[Information shown]

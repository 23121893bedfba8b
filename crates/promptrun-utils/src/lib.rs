//! Foundation utilities shared by every promptrun crate.
//!
//! Holds the conversation and execution-log data model, the trace context that
//! is threaded through LLM and tool calls, the error taxonomy, exit-code and
//! status mapping, logging setup, and error-message redaction.

pub mod error;
pub mod exit_codes;
pub mod logging;
pub mod redaction;
pub mod trace;
pub mod types;
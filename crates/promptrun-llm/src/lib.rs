//! LLM client capability and providers for promptrun
//!
//! The engine only depends on the [`LlmClient`] trait. This crate provides an
//! OpenAI-compatible HTTP implementation, a factory that builds one from
//! [`Config`], and (behind `test-utils`) a scripted client for tests.

use std::sync::Arc;
use std::time::Duration;

use promptrun_config::{Config, DEFAULT_API_KEY_ENV, DEFAULT_LLM_BASE_URL};
use promptrun_utils::types::LlmSettings;

pub use promptrun_utils::error::LlmError;

mod http_client;
mod openai_compat;
mod types;

#[cfg(any(test, feature = "test-utils"))]
pub mod testing;

pub use openai_compat::{OPENROUTER_BASE_URL, OpenAiCompatibleClient};
pub use types::{LlmClient, LlmRequest, ResponseFormat, ToolChoice};

const OPENROUTER_API_KEY_ENV: &str = "OPENROUTER_API_KEY";

/// Default model settings taken from the `[llm]` config section.
#[must_use]
pub fn default_settings(config: &Config) -> LlmSettings {
    LlmSettings {
        provider: Some(config.llm_provider().to_string()),
        model: Some(config.llm_model().to_string()),
        temperature: config.llm.temperature.map(|t| t as f32),
        max_tokens: config.llm.max_tokens,
        top_p: None,
    }
}

/// Build the configured LLM client.
///
/// # Errors
///
/// - `LlmError::Unsupported` for an unknown provider
/// - `LlmError::Misconfiguration` if the API key variable is unset or the HTTP
///   client cannot be built
pub fn from_config(config: &Config) -> Result<Arc<dyn LlmClient>, LlmError> {
    let provider = config.llm_provider();

    let (default_url, default_key_env) = match provider {
        "openai-compatible" | "openai" => (DEFAULT_LLM_BASE_URL, DEFAULT_API_KEY_ENV),
        "openrouter" => (OPENROUTER_BASE_URL, OPENROUTER_API_KEY_ENV),
        other => {
            return Err(LlmError::Unsupported(format!(
                "unknown LLM provider '{other}'"
            )));
        }
    };

    let key_env = config.llm.api_key_env.as_deref().unwrap_or(default_key_env);
    let api_key = std::env::var(key_env).map_err(|_| {
        LlmError::Misconfiguration(format!(
            "API key not found in environment variable '{key_env}'. \
             Set it or configure a different [llm] api_key_env."
        ))
    })?;

    let base_url = config
        .llm
        .base_url
        .clone()
        .unwrap_or_else(|| default_url.to_string());

    let client = OpenAiCompatibleClient::new(
        provider,
        base_url,
        api_key,
        default_settings(config),
        Duration::from_secs(config.llm_timeout_secs()),
    )?;

    let client = if provider == "openrouter" {
        client.with_openrouter_headers()
    } else {
        client
    };

    Ok(Arc::new(client))
}

#[cfg(test)]
mod tests {
    use super::*;

    #[test]
    fn test_default_settings_from_config() {
        let config = Config::builder()
            .llm_model("gpt-test")
            .llm_temperature(0.5)
            .llm_max_tokens(256)
            .build()
            .unwrap();
        let settings = default_settings(&config);
        assert_eq!(settings.model.as_deref(), Some("gpt-test"));
        assert_eq!(settings.temperature, Some(0.5));
        assert_eq!(settings.max_tokens, Some(256));
    }

    #[test]
    fn test_missing_api_key_is_misconfiguration() {
        let config = Config::builder()
            .llm_api_key_env("PROMPTRUN_TEST_SURELY_UNSET_KEY")
            .build()
            .unwrap();
        match from_config(&config) {
            Err(LlmError::Misconfiguration(msg)) => {
                assert!(msg.contains("PROMPTRUN_TEST_SURELY_UNSET_KEY"));
            }
            Err(other) => panic!("unexpected error: {other:?}"),
            Ok(_) => panic!("expected misconfiguration"),
        }
    }
}
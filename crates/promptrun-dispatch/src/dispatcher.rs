use chrono::Utc;
use futures::future::join_all;
use serde_json::json;
use std::collections::{BTreeMap, HashMap};
use std::sync::Arc;
use std::time::{Duration, Instant};
use tokio_util::sync::CancellationToken;
use tracing::{Instrument, debug, info, warn};

use promptrun_catalog::{CallTarget, CatalogStore, ResolvedCatalog, ToolDescriptor};
use promptrun_store::ExecutionLogSink;
use promptrun_utils::error::{CatalogError, ToolCallError};
use promptrun_utils::logging::tool_call_span;
use promptrun_utils::redaction::redact_error_message;
use promptrun_utils::trace::TraceContext;
use promptrun_utils::types::{
    BatchSummary, Namespace, ToolCall, ToolCallLog, ToolCallLogRecord, ToolLogEvent,
    ToolResultContent, ToolResultMessage,
};

use crate::executor::{ExecutorSet, ToolInvocation, ToolOutput};

/// Per-batch inputs shared by every call in the batch.
#[derive(Debug, Clone)]
pub struct DispatchContext<'a> {
    pub env: Arc<BTreeMap<String, String>>,
    /// Caller's current span; the batch span is minted beneath it.
    pub trace: &'a TraceContext,
    pub timeout: Duration,
    pub request_id: Option<&'a str>,
}

/// Settled batch. `results[i]` and `logs[i]` belong to `calls[i]`.
#[derive(Debug, Clone, Default, PartialEq)]
pub struct BatchOutcome {
    pub results: Vec<ToolResultMessage>,
    pub logs: Vec<ToolCallLog>,
}

impl BatchOutcome {
    #[must_use]
    pub fn failed_count(&self) -> usize {
        self.results.iter().filter(|r| !r.content.successful).count()
    }
}

struct SettledCall {
    result: ToolResultMessage,
    log: ToolCallLog,
    trace: TraceContext,
}

/// Runs one batch of model tool calls concurrently.
#[derive(Clone)]
pub struct ToolDispatcher {
    catalog: Arc<dyn CatalogStore>,
    executors: ExecutorSet,
    sink: Option<Arc<dyn ExecutionLogSink>>,
}

impl ToolDispatcher {
    pub fn new(catalog: Arc<dyn CatalogStore>, executors: ExecutorSet) -> Self {
        Self {
            catalog,
            executors,
            sink: None,
        }
    }

    #[must_use]
    pub fn with_sink(mut self, sink: Arc<dyn ExecutionLogSink>) -> Self {
        self.sink = Some(sink);
        self
    }

    #[must_use]
    pub fn executors(&self) -> &ExecutorSet {
        &self.executors
    }

    /// Execute `calls` concurrently and collect their results in input order.
    ///
    /// Descriptors are fetched with one lookup per namespace present in the
    /// batch. Each call races its own timeout; a call that fails or times out
    /// yields a failed result without affecting its siblings.
    ///
    /// # Errors
    ///
    /// - [`CatalogError::UnknownToolCall`] when a call names nothing in `routes`
    /// - [`CatalogError::NotFound`] when a routed descriptor is gone from the store
    pub async fn execute_parallel(
        &self,
        calls: &[ToolCall],
        routes: &ResolvedCatalog,
        ctx: &DispatchContext<'_>,
    ) -> Result<BatchOutcome, CatalogError> {
        if calls.is_empty() {
            return Ok(BatchOutcome::default());
        }

        let batch_trace = ctx.trace.child("tool_batch");
        let started = Instant::now();

        let targets = calls
            .iter()
            .map(|call| {
                routes
                    .route(&call.name)
                    .cloned()
                    .ok_or_else(|| CatalogError::UnknownToolCall {
                        name: call.name.clone(),
                    })
            })
            .collect::<Result<Vec<CallTarget>, _>>()?;

        let descriptors = self.lookup(calls, &targets).await?;

        debug!(
            batch_size = calls.len(),
            trace_id = %batch_trace.trace_id,
            span_id = %batch_trace.span_display(),
            "Dispatching tool batch"
        );

        let pending = calls
            .iter()
            .zip(&targets)
            .zip(descriptors)
            .map(|((call, target), descriptor)| {
                self.run_call(call, target.namespace(), descriptor, &batch_trace, ctx)
            });
        let settled = join_all(pending).await;

        let mut outcome = BatchOutcome {
            results: Vec::with_capacity(settled.len()),
            logs: Vec::with_capacity(settled.len()),
        };
        for call in settled {
            self.emit(&call.trace, ctx.request_id, ToolLogEvent::Call(call.log.clone()))
                .await;
            outcome.results.push(call.result);
            outcome.logs.push(call.log);
        }

        let summary = BatchSummary {
            call_count: outcome.results.len(),
            failed_count: outcome.failed_count(),
            elapsed_ms: started.elapsed().as_millis() as u64,
            tool_names: calls.iter().map(|c| c.name.clone()).collect(),
        };
        info!(
            call_count = summary.call_count,
            failed_count = summary.failed_count,
            elapsed_ms = summary.elapsed_ms,
            "Tool batch settled"
        );
        self.emit(&batch_trace, ctx.request_id, ToolLogEvent::Batch(summary))
            .await;

        Ok(outcome)
    }

    /// One `find_by_external_names` per namespace present in the batch.
    /// Returns one descriptor per call, in call order.
    async fn lookup(
        &self,
        calls: &[ToolCall],
        targets: &[CallTarget],
    ) -> Result<Vec<ToolDescriptor>, CatalogError> {
        let mut wanted: BTreeMap<Namespace, Vec<String>> = BTreeMap::new();
        for (call, target) in calls.iter().zip(targets) {
            let names = wanted.entry(target.namespace()).or_default();
            if !names.contains(&call.name) {
                names.push(call.name.clone());
            }
        }

        let mut found = HashMap::new();
        for (namespace, names) in wanted {
            let descriptors = self.catalog.find_by_external_names(namespace, &names).await?;
            for descriptor in descriptors {
                found.insert((namespace, descriptor.external_name.clone()), descriptor);
            }
            let missing: Vec<String> = names
                .into_iter()
                .filter(|n| !found.contains_key(&(namespace, n.clone())))
                .collect();
            if !missing.is_empty() {
                return Err(CatalogError::NotFound { namespace, missing });
            }
        }

        calls
            .iter()
            .zip(targets)
            .map(|(call, target)| {
                found
                    .get(&(target.namespace(), call.name.clone()))
                    .cloned()
                    .ok_or_else(|| CatalogError::NotFound {
                        namespace: target.namespace(),
                        missing: vec![call.name.clone()],
                    })
            })
            .collect()
    }

    async fn run_call(
        &self,
        call: &ToolCall,
        namespace: Namespace,
        descriptor: ToolDescriptor,
        batch_trace: &TraceContext,
        ctx: &DispatchContext<'_>,
    ) -> SettledCall {
        let trace = batch_trace.child(format!("tool:{}", call.name));
        let span = tool_call_span(&call.name, &trace);
        let started = Instant::now();
        let description = descriptor.description.clone();

        let outcome = self
            .invoke(call, namespace, descriptor, &trace, ctx)
            .instrument(span.clone())
            .await;
        let execution_time_ms = started.elapsed().as_millis() as u64;

        let content = match outcome {
            Ok(output) => {
                span.in_scope(|| {
                    debug!(
                        successful = output.success,
                        execution_time_ms,
                        "Tool call settled"
                    );
                });
                ToolResultContent {
                    name: call.name.clone(),
                    error: (!output.success).then(|| "tool reported failure".to_string()),
                    successful: output.success,
                    output: output.output,
                }
            }
            Err(err) => {
                let message = redact_error_message(&err.to_string());
                span.in_scope(|| warn!(error = %message, execution_time_ms, "Tool call failed"));
                ToolResultContent {
                    name: call.name.clone(),
                    output: json!({ "error": message }),
                    successful: false,
                    error: Some(message),
                }
            }
        };

        let log = ToolCallLog {
            tool_name: call.name.clone(),
            input_arguments: call.arguments.clone(),
            output: content.output.clone(),
            execution_time_ms,
            description,
            successful: content.successful,
        };

        SettledCall {
            result: ToolResultMessage {
                tool_call_id: call.id.clone(),
                content,
            },
            log,
            trace,
        }
    }

    async fn invoke(
        &self,
        call: &ToolCall,
        namespace: Namespace,
        descriptor: ToolDescriptor,
        trace: &TraceContext,
        ctx: &DispatchContext<'_>,
    ) -> Result<ToolOutput, ToolCallError> {
        let Some(executor) = self.executors.get(namespace) else {
            return Err(ToolCallError::NamespaceDisabled {
                tool: call.name.clone(),
                namespace,
            });
        };

        let cancel = CancellationToken::new();
        let invocation = ToolInvocation {
            namespace,
            descriptor,
            arguments: call.arguments.clone(),
            env: ctx.env.clone(),
            timeout: ctx.timeout,
            trace: trace.clone(),
            cancel: cancel.clone(),
        };

        match tokio::time::timeout(ctx.timeout, executor.invoke(invocation)).await {
            Ok(result) => result,
            Err(_) => {
                cancel.cancel();
                Err(ToolCallError::Timeout {
                    tool: call.name.clone(),
                    timeout_ms: ctx.timeout.as_millis() as u64,
                })
            }
        }
    }

    async fn emit(&self, trace: &TraceContext, request_id: Option<&str>, event: ToolLogEvent) {
        let Some(sink) = &self.sink else {
            return;
        };
        let record = ToolCallLogRecord {
            trace: trace.clone(),
            request_id: request_id.map(str::to_string),
            event,
            recorded_at: Utc::now(),
        };
        if let Err(e) = sink.append_tool_call_log(&record).await {
            warn!(error = %e, "Failed to record tool call log");
        }
    }
}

[/Information shown]

**Task requirements:** Return each line among the entries that holds the word "targets".

**Written response:**
        let targets = calls
        let descriptors = self.lookup(calls, &targets).await?;
            .zip(&targets)
        targets: &[CallTarget],
        for (call, target) in calls.iter().zip(targets) {
            .zip(targets)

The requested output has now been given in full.